Она, без сомнения, была в глубоком отчаянии, но я не могла представить ее себе опустившейся, не могла представить, что она сопьется, или перестанет заботиться о детях, или пристрастится к наркотикам, или бросит работу, или (когда-нибудь потом) начнет менять мужчин, одного за другим, чтобы забыть того единственного, кто был для нее всем, — казалось, в ней была какая-то пружина здравого смысла, или чувства долга, или выдержки, или инстинкта самосохранения, или прагматизма — не знаю уж что, но что-то помогало ей удержаться, сохранить себя.
И я поняла: она выкарабкается. Выкарабкается раньше, чем можно было бы ожидать. Потом она сама с удивлением будет вспоминать о том, как жила все эти месяцы. Она даже снова выйдет замуж, возможно, за такого же прекрасного человека, как Десверн, за кого-то, с кем составит хорошую пару — почти идеальную.

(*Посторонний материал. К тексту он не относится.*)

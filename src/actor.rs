//! # Actor Facade
//!
//! The public handle for one actor: lifecycle (`start`/`stop`/`dispose`),
//! posting, request/reply, child links, and the error-handler binding.
//!
//! The store is the source of truth for message state. Everything the facade
//! holds in memory: the children map, the error-handler slot, the running
//! flag: is ephemeral and rebuilt by whoever constructs the actor next.

use crate::config::TroupeConfig;
use crate::dispatcher::{ChildLinks, Computation, Dispatcher, ErrorHandlerSlot, Worker};
use crate::envelope::{Envelope, ErrorEnvelope, Priority};
use crate::errors::ActorError;
use crate::id::CorrelationId;
use crate::mailbox::Mailbox;
use crate::shutdown::{ShutdownController, DEFAULT_SHUTDOWN_TIMEOUT};
use crate::store::Store;
use crate::wakeup::{WakeupBus, WakeupWaiter};
use serde::de::DeserializeOwned;
use serde::Serialize;
use std::collections::HashMap;
use std::sync::Arc;
use tokio::sync::{Mutex, RwLock, Semaphore};
use tokio::task::JoinHandle;
use tokio::time::{timeout, timeout_at, Duration, Instant};
use tracing::{info, warn};

enum Lifecycle {
    Created,
    Running {
        shutdown: ShutdownController,
        dispatcher: JoinHandle<()>,
    },
    Stopped,
    Disposed,
}

/// An actor: a stable identity, a durable mailbox in the store, and an
/// optional computation from `I` to `O`.
///
/// Any process holding the identity and a store handle can post to the
/// mailbox; only a process that was given the computation can `start` the
/// actor and execute it.
pub struct Actor<I, O> {
    id: String,
    mailbox: Mailbox,
    semaphore: Arc<Semaphore>,
    config: TroupeConfig,
    worker: Option<Arc<Worker<I, O>>>,
    children: ChildLinks,
    error_handler: ErrorHandlerSlot,
    wakeup: Mutex<Option<WakeupBus>>,
    lifecycle: Mutex<Lifecycle>,
}

impl<I, O> Actor<I, O>
where
    I: Serialize + DeserializeOwned + Send + Sync + 'static,
    O: Serialize + DeserializeOwned + Send + Sync + 'static,
{
    pub(crate) async fn new(
        id: String,
        store: Arc<dyn Store>,
        semaphore: Arc<Semaphore>,
        config: TroupeConfig,
        computation: Option<Computation<I, O>>,
    ) -> Result<Self, ActorError> {
        let mailbox = Mailbox::new(&id, Arc::clone(&store));
        let wakeup = WakeupBus::attach(&store, &mailbox.keys().channel).await?;

        let children: ChildLinks = Arc::new(RwLock::new(HashMap::new()));
        let error_handler: ErrorHandlerSlot = Arc::new(RwLock::new(None));
        let worker = computation.map(|computation| {
            Arc::new(Worker {
                actor_id: id.clone(),
                mailbox: mailbox.clone(),
                computation,
                children: Arc::clone(&children),
                error_handler: Arc::clone(&error_handler),
            })
        });

        Ok(Self {
            id,
            mailbox,
            semaphore,
            config,
            worker,
            children,
            error_handler,
            wakeup: Mutex::new(Some(wakeup)),
            lifecycle: Mutex::new(Lifecycle::Created),
        })
    }

    pub fn id(&self) -> &str {
        &self.id
    }

    /// Number of envelopes waiting in the inbox
    pub async fn queue_len(&self) -> Result<usize, ActorError> {
        self.ensure_not_disposed().await?;
        self.mailbox.queue_len().await
    }

    /// Identities of the linked children
    pub async fn children(&self) -> Vec<String> {
        self.children.read().await.keys().cloned().collect()
    }

    /// Link a child: from now on every output this actor produces is posted
    /// to the child's mailbox as a fresh fire-and-forget message. At most
    /// one link per child identity; re-linking replaces it. Returns the
    /// parent so links can be chained.
    pub async fn link<CO>(&self, child: &Actor<O, CO>) -> &Self {
        self.children
            .write()
            .await
            .insert(child.id.clone(), child.mailbox.clone());
        self
    }

    /// Remove the link to a child by identity
    pub async fn unlink(&self, child_id: &str) -> &Self {
        self.children.write().await.remove(child_id);
        self
    }

    /// Bind the actor that receives this actor's error envelopes as input
    pub async fn set_error_handler<EO>(&self, handler: &Actor<ErrorEnvelope, EO>) {
        *self.error_handler.write().await = Some((handler.id.clone(), handler.mailbox.clone()));
    }

    /// Identity of the bound error handler, if any
    pub async fn error_handler(&self) -> Option<String> {
        self.error_handler
            .read()
            .await
            .as_ref()
            .map(|(id, _)| id.clone())
    }

    /// Whether the dispatcher is running in this process
    pub async fn is_running(&self) -> bool {
        matches!(&*self.lifecycle.lock().await, Lifecycle::Running { .. })
    }

    /// Start the dispatcher. Requires a computation; valid from the created
    /// and stopped states. Leftover pipeline entries from a crashed worker
    /// are re-executed before new claims.
    pub async fn start(&self) -> Result<(), ActorError> {
        let mut lifecycle = self.lifecycle.lock().await;
        match &*lifecycle {
            Lifecycle::Disposed => return Err(ActorError::Disposed(self.id.clone())),
            Lifecycle::Running { .. } => return Err(ActorError::AlreadyRunning(self.id.clone())),
            Lifecycle::Created | Lifecycle::Stopped => {}
        }
        let worker = self
            .worker
            .clone()
            .ok_or_else(|| ActorError::NoComputation(self.id.clone()))?;

        let message_waiter = {
            let wakeup = self.wakeup.lock().await;
            let bus = wakeup
                .as_ref()
                .ok_or_else(|| ActorError::Disposed(self.id.clone()))?;
            bus.message_waiter()
        };

        let (controller, receiver) = ShutdownController::new();
        let dispatcher = Dispatcher::new(
            worker,
            Arc::clone(&self.semaphore),
            receiver,
            message_waiter,
        );
        let handle = tokio::spawn(dispatcher.run());
        *lifecycle = Lifecycle::Running {
            shutdown: controller,
            dispatcher: handle,
        };
        info!(actor = %self.id, "actor started");
        Ok(())
    }

    /// Cancel the dispatcher. The inbox is not drained; in-flight
    /// computations run to completion and commit before this returns
    /// (bounded by the shutdown timeout).
    pub async fn stop(&self) -> Result<(), ActorError> {
        let mut lifecycle = self.lifecycle.lock().await;
        if matches!(&*lifecycle, Lifecycle::Disposed) {
            return Err(ActorError::Disposed(self.id.clone()));
        }
        let previous = std::mem::replace(&mut *lifecycle, Lifecycle::Stopped);
        drop(lifecycle);

        if let Lifecycle::Running {
            shutdown,
            dispatcher,
        } = previous
        {
            shutdown.signal_shutdown();
            if timeout(DEFAULT_SHUTDOWN_TIMEOUT, dispatcher).await.is_err() {
                warn!(actor = %self.id, "dispatcher did not stop in time, detaching");
            }
            info!(actor = %self.id, "actor stopped");
        }
        Ok(())
    }

    /// Stop the dispatcher, release the wakeup signals and the channel
    /// subscription, and refuse all further operations. The shared
    /// semaphore is untouched; it belongs to the process, not the actor.
    pub async fn dispose(&self) -> Result<(), ActorError> {
        let mut lifecycle = self.lifecycle.lock().await;
        if matches!(&*lifecycle, Lifecycle::Disposed) {
            return Ok(());
        }
        let previous = std::mem::replace(&mut *lifecycle, Lifecycle::Disposed);
        drop(lifecycle);

        if let Lifecycle::Running {
            shutdown,
            dispatcher,
        } = previous
        {
            shutdown.signal_shutdown();
            if timeout(DEFAULT_SHUTDOWN_TIMEOUT, dispatcher).await.is_err() {
                warn!(actor = %self.id, "dispatcher did not stop in time, detaching");
            }
        }
        self.wakeup.lock().await.take();
        info!(actor = %self.id, "actor disposed");
        Ok(())
    }

    /// Fire-and-forget post at normal priority
    pub async fn post(&self, msg: I) -> Result<(), ActorError> {
        self.post_with_priority(msg, Priority::Normal).await
    }

    /// Fire-and-forget post at the given priority. Valid whether or not the
    /// actor is running anywhere.
    pub async fn post_with_priority(&self, msg: I, priority: Priority) -> Result<(), ActorError> {
        self.ensure_not_disposed().await?;
        self.mailbox
            .post(&Envelope::fire_and_forget(msg), priority)
            .await
    }

    /// Post and await the correlated result, with the configured default
    /// timeout
    pub async fn post_and_reply(&self, msg: I) -> Result<O, ActorError> {
        self.post_and_reply_with(msg, Priority::Normal, Some(self.config.reply_timeout))
            .await
    }

    /// Post and await the correlated result.
    ///
    /// When the actor is running in this process the computation executes
    /// directly on the caller's task after the envelope is recorded in the
    /// pipeline, skipping the inbox and the results hash. Otherwise the
    /// envelope is queued with a fresh correlation id and the caller waits
    /// for the result to appear in the store, woken by the result-arrived
    /// signal. `reply_timeout` bounds the total wait; `None` waits forever.
    pub async fn post_and_reply_with(
        &self,
        msg: I,
        priority: Priority,
        reply_timeout: Option<Duration>,
    ) -> Result<O, ActorError> {
        self.ensure_not_disposed().await?;

        if let Some(worker) = self.running_worker().await {
            let bypass = worker.execute_local(msg);
            return match reply_timeout {
                Some(t) => timeout(t, bypass)
                    .await
                    .map_err(|_| ActorError::ReplyTimeout(t))?,
                None => bypass.await,
            };
        }

        let correlation_id = CorrelationId::generate();
        let envelope = Envelope::with_correlation(msg, &correlation_id);
        self.mailbox.post(&envelope, priority).await?;

        let mut waiter = self.result_waiter().await?;
        let consume = self.config.delete_result_on_read;
        let deadline = reply_timeout.map(|t| (t, Instant::now() + t));
        loop {
            waiter.arm();
            if let Some(bytes) = self
                .mailbox
                .read_result(correlation_id.as_str(), consume)
                .await?
            {
                return Ok(serde_json::from_slice(&bytes)?);
            }
            match deadline {
                None => waiter.wait().await,
                Some((t, at)) => {
                    if timeout_at(at, waiter.wait()).await.is_err() {
                        // Deadline passed; the result may have landed while
                        // we were arming, so look once more before failing.
                        if let Some(bytes) = self
                            .mailbox
                            .read_result(correlation_id.as_str(), consume)
                            .await?
                        {
                            return Ok(serde_json::from_slice(&bytes)?);
                        }
                        return Err(ActorError::ReplyTimeout(t));
                    }
                }
            }
        }
    }

    async fn ensure_not_disposed(&self) -> Result<(), ActorError> {
        if matches!(&*self.lifecycle.lock().await, Lifecycle::Disposed) {
            return Err(ActorError::Disposed(self.id.clone()));
        }
        Ok(())
    }

    async fn running_worker(&self) -> Option<Arc<Worker<I, O>>> {
        match &*self.lifecycle.lock().await {
            Lifecycle::Running { .. } => self.worker.clone(),
            _ => None,
        }
    }

    async fn result_waiter(&self) -> Result<WakeupWaiter, ActorError> {
        let wakeup = self.wakeup.lock().await;
        let bus = wakeup
            .as_ref()
            .ok_or_else(|| ActorError::Disposed(self.id.clone()))?;
        Ok(bus.result_waiter())
    }
}
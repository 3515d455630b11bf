use tracing_subscriber::{EnvFilter, FmtSubscriber};

/// Initialize a compact stdout subscriber for the process.
///
/// `filter` takes the usual env-filter syntax, e.g. `"troupe=debug"`.
/// Safe to call more than once; later calls are no-ops.
pub fn init(filter: &str) {
    let _ = FmtSubscriber::builder()
        .with_env_filter(EnvFilter::new(filter))
        .with_target(false)
        .with_thread_ids(true)
        .with_file(true)
        .with_line_number(true)
        .compact()
        .try_init();
}
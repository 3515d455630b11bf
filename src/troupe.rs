use crate::actor::Actor;
use crate::config::TroupeConfig;
use crate::dispatcher::Computation;
use crate::errors::ActorError;
use crate::store::Store;
use serde::de::DeserializeOwned;
use serde::Serialize;
use std::sync::Arc;
use tokio::sync::Semaphore;
use tracing::debug;

/// Process-wide context shared by every actor: the store adapter, the
/// semaphore bounding concurrently executing computations, and the config.
///
/// The semaphore belongs here, not to any actor: disposing an actor never
/// touches it, so the remaining actors keep their bound.
pub struct Troupe {
    store: Arc<dyn Store>,
    semaphore: Arc<Semaphore>,
    config: TroupeConfig,
}

impl Troupe {
    pub fn new(store: Arc<dyn Store>) -> Self {
        Self::with_config(store, TroupeConfig::default())
    }

    pub fn with_config(store: Arc<dyn Store>, config: TroupeConfig) -> Self {
        Self {
            store,
            semaphore: Arc::new(Semaphore::new(config.max_in_flight)),
            config,
        }
    }

    /// The shared store adapter
    pub fn store(&self) -> Arc<dyn Store> {
        Arc::clone(&self.store)
    }

    /// Construct an actor with the given identity and optional computation.
    /// Subscribes to the actor's notification channel; the actor is created
    /// stopped and posts work immediately, while execution needs `start`.
    pub async fn actor<I, O>(
        &self,
        id: impl Into<String>,
        computation: Option<Computation<I, O>>,
    ) -> Result<Actor<I, O>, ActorError>
    where
        I: Serialize + DeserializeOwned + Send + Sync + 'static,
        O: Serialize + DeserializeOwned + Send + Sync + 'static,
    {
        let id = id.into();
        debug!(actor = %id, "creating actor");
        Actor::new(
            id,
            Arc::clone(&self.store),
            Arc::clone(&self.semaphore),
            self.config.clone(),
            computation,
        )
        .await
    }
}
//! In-process reference backend.
//!
//! Backs the full [`Store`] contract with mutex-guarded maps: lists are
//! `VecDeque`s, hashes are nested maps, and pub/sub invokes subscriber
//! callbacks synchronously on publish. `eval` executes the mailbox claim
//! script under one lock, which is the same atomicity a scripting store
//! provides server-side.

use super::{NotificationCallback, SetMode, Store, StoreError, Subscription};
use crate::mailbox::CLAIM_SCRIPT;
use async_trait::async_trait;
use std::collections::{HashMap, VecDeque};
use std::sync::atomic::{AtomicU64, Ordering};
use std::sync::{Arc, Mutex};
use tracing::debug;

type Subscribers = HashMap<String, Vec<(u64, Arc<NotificationCallback>)>>;

#[derive(Default)]
pub struct MemoryStore {
    lists: Mutex<HashMap<String, VecDeque<Vec<u8>>>>,
    hashes: Mutex<HashMap<String, HashMap<String, Vec<u8>>>>,
    subscribers: Arc<Mutex<Subscribers>>,
    next_token: AtomicU64,
}

impl MemoryStore {
    pub fn new() -> Arc<Self> {
        Arc::new(Self::default())
    }

    /// Atomic claim: pop the tail of the inbox and, when a value came off,
    /// record it in the pipeline hash under the supplied field.
    fn claim(&self, inbox: &str, pipeline: &str, field: &str) -> Option<Vec<u8>> {
        // Both locks held for the whole move, so no observer can see the
        // value in neither place.
        let mut lists = self.lists.lock().unwrap();
        let mut hashes = self.hashes.lock().unwrap();

        let claimed = lists.get_mut(inbox).and_then(|list| list.pop_back())?;
        hashes
            .entry(pipeline.to_string())
            .or_default()
            .insert(field.to_string(), claimed.clone());
        Some(claimed)
    }
}

#[async_trait]
impl Store for MemoryStore {
    async fn list_push_tail(&self, key: &str, value: Vec<u8>) -> Result<(), StoreError> {
        let mut lists = self.lists.lock().unwrap();
        lists.entry(key.to_string()).or_default().push_back(value);
        Ok(())
    }

    async fn list_push_head(&self, key: &str, value: Vec<u8>) -> Result<(), StoreError> {
        let mut lists = self.lists.lock().unwrap();
        lists.entry(key.to_string()).or_default().push_front(value);
        Ok(())
    }

    async fn list_pop_tail(&self, key: &str) -> Result<Option<Vec<u8>>, StoreError> {
        let mut lists = self.lists.lock().unwrap();
        Ok(lists.get_mut(key).and_then(|list| list.pop_back()))
    }

    async fn list_len(&self, key: &str) -> Result<usize, StoreError> {
        let lists = self.lists.lock().unwrap();
        Ok(lists.get(key).map(|list| list.len()).unwrap_or(0))
    }

    async fn hash_set(
        &self,
        key: &str,
        field: &str,
        value: Vec<u8>,
        mode: SetMode,
    ) -> Result<bool, StoreError> {
        let mut hashes = self.hashes.lock().unwrap();
        let hash = hashes.entry(key.to_string()).or_default();
        match mode {
            SetMode::Overwrite => {
                hash.insert(field.to_string(), value);
                Ok(true)
            }
            SetMode::IfAbsent => {
                if hash.contains_key(field) {
                    Ok(false)
                } else {
                    hash.insert(field.to_string(), value);
                    Ok(true)
                }
            }
        }
    }

    async fn hash_get(&self, key: &str, field: &str) -> Result<Option<Vec<u8>>, StoreError> {
        let hashes = self.hashes.lock().unwrap();
        Ok(hashes.get(key).and_then(|hash| hash.get(field).cloned()))
    }

    async fn hash_delete(&self, key: &str, field: &str) -> Result<bool, StoreError> {
        let mut hashes = self.hashes.lock().unwrap();
        Ok(hashes
            .get_mut(key)
            .map(|hash| hash.remove(field).is_some())
            .unwrap_or(false))
    }

    async fn hash_entries(&self, key: &str) -> Result<Vec<(String, Vec<u8>)>, StoreError> {
        let hashes = self.hashes.lock().unwrap();
        Ok(hashes
            .get(key)
            .map(|hash| {
                hash.iter()
                    .map(|(field, value)| (field.clone(), value.clone()))
                    .collect()
            })
            .unwrap_or_default())
    }

    async fn eval(
        &self,
        script: &str,
        keys: &[&str],
        args: &[&[u8]],
    ) -> Result<Option<Vec<u8>>, StoreError> {
        if script == CLAIM_SCRIPT {
            let &[inbox, pipeline] = keys else {
                return Err(StoreError::Backend(
                    "claim script takes exactly two keys".to_string(),
                ));
            };
            let &[field] = args else {
                return Err(StoreError::Backend(
                    "claim script takes exactly one argument".to_string(),
                ));
            };
            let field = String::from_utf8_lossy(field).to_string();
            Ok(self.claim(inbox, pipeline, &field))
        } else {
            Err(StoreError::UnsupportedScript)
        }
    }

    async fn publish(&self, channel: &str, payload: &[u8]) -> Result<(), StoreError> {
        // Snapshot the callbacks first so a subscriber can unsubscribe from
        // inside its own callback without deadlocking.
        let callbacks: Vec<Arc<NotificationCallback>> = {
            let subscribers = self.subscribers.lock().unwrap();
            subscribers
                .get(channel)
                .map(|subs| subs.iter().map(|(_, cb)| cb.clone()).collect())
                .unwrap_or_default()
        };
        debug!(
            channel,
            subscriber_count = callbacks.len(),
            "publishing notification"
        );
        for callback in callbacks {
            callback(payload);
        }
        Ok(())
    }

    async fn subscribe(
        &self,
        channel: &str,
        callback: NotificationCallback,
    ) -> Result<Subscription, StoreError> {
        let token = self.next_token.fetch_add(1, Ordering::Relaxed);
        {
            let mut subscribers = self.subscribers.lock().unwrap();
            subscribers
                .entry(channel.to_string())
                .or_default()
                .push((token, Arc::new(callback)));
        }
        debug!(channel, token, "subscribed");

        let registry = Arc::clone(&self.subscribers);
        let channel = channel.to_string();
        Ok(Subscription::new(move || {
            let mut subscribers = registry.lock().unwrap();
            if let Some(subs) = subscribers.get_mut(&channel) {
                subs.retain(|(t, _)| *t != token);
                if subs.is_empty() {
                    subscribers.remove(&channel);
                }
            }
        }))
    }
}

— Они поняли, что люди умирают, — продолжала Луиса, — и что умирают даже те, кто казался им данным навсегда: родители. Раньше Каролина переживала подобное в страшных снах — они ей снятся давно, у нее такой возраст. Несколько раз ей снилось, что умерла я или что умер ее отец — еще до того, как все случилось. Она тогда кричала ночью, звала нас, и мы прибегали в ее комнату и успокаивали ее, уверяли, что такого не может быть. Сейчас она знает, что мы ошибались или что мы ее обманывали, что ей есть чего бояться, что страшный сон может стать явью. Она меня ни словом не упрекнула, но на следующий день после похорон Мигеля, когда ей уже окончательно стало ясно, что дальше нам придется жить без него, она дважды сказала мне таким тоном, словно мы когда-то спорили с ней о чем-то и теперь она окончательно убедилась в своей правоте: "Ты видишь? Видишь?" Я тогда не поняла, о чем она, и спросила: "Что я должна видеть, детка?" Я была слишком расстроена, чтобы вникнуть в ее слова. И тогда она словно ушла в себя (она и сейчас держится очень замкнуто) и ответила: "Ничего. Ничего. Что папы с нами больше нет, видишь?" У меня ноги подкосились, и я опустилась на край кровати (мы были в нашей с Мигелем спальне). "Конечно, вижу, милая", — сказала я и расплакалась. Она впервые увидела, как я плачу, и ей стало жаль меня. Ей до сих пор меня жаль. Она подошла ко мне и начала вытирать мне слезы своим платьем.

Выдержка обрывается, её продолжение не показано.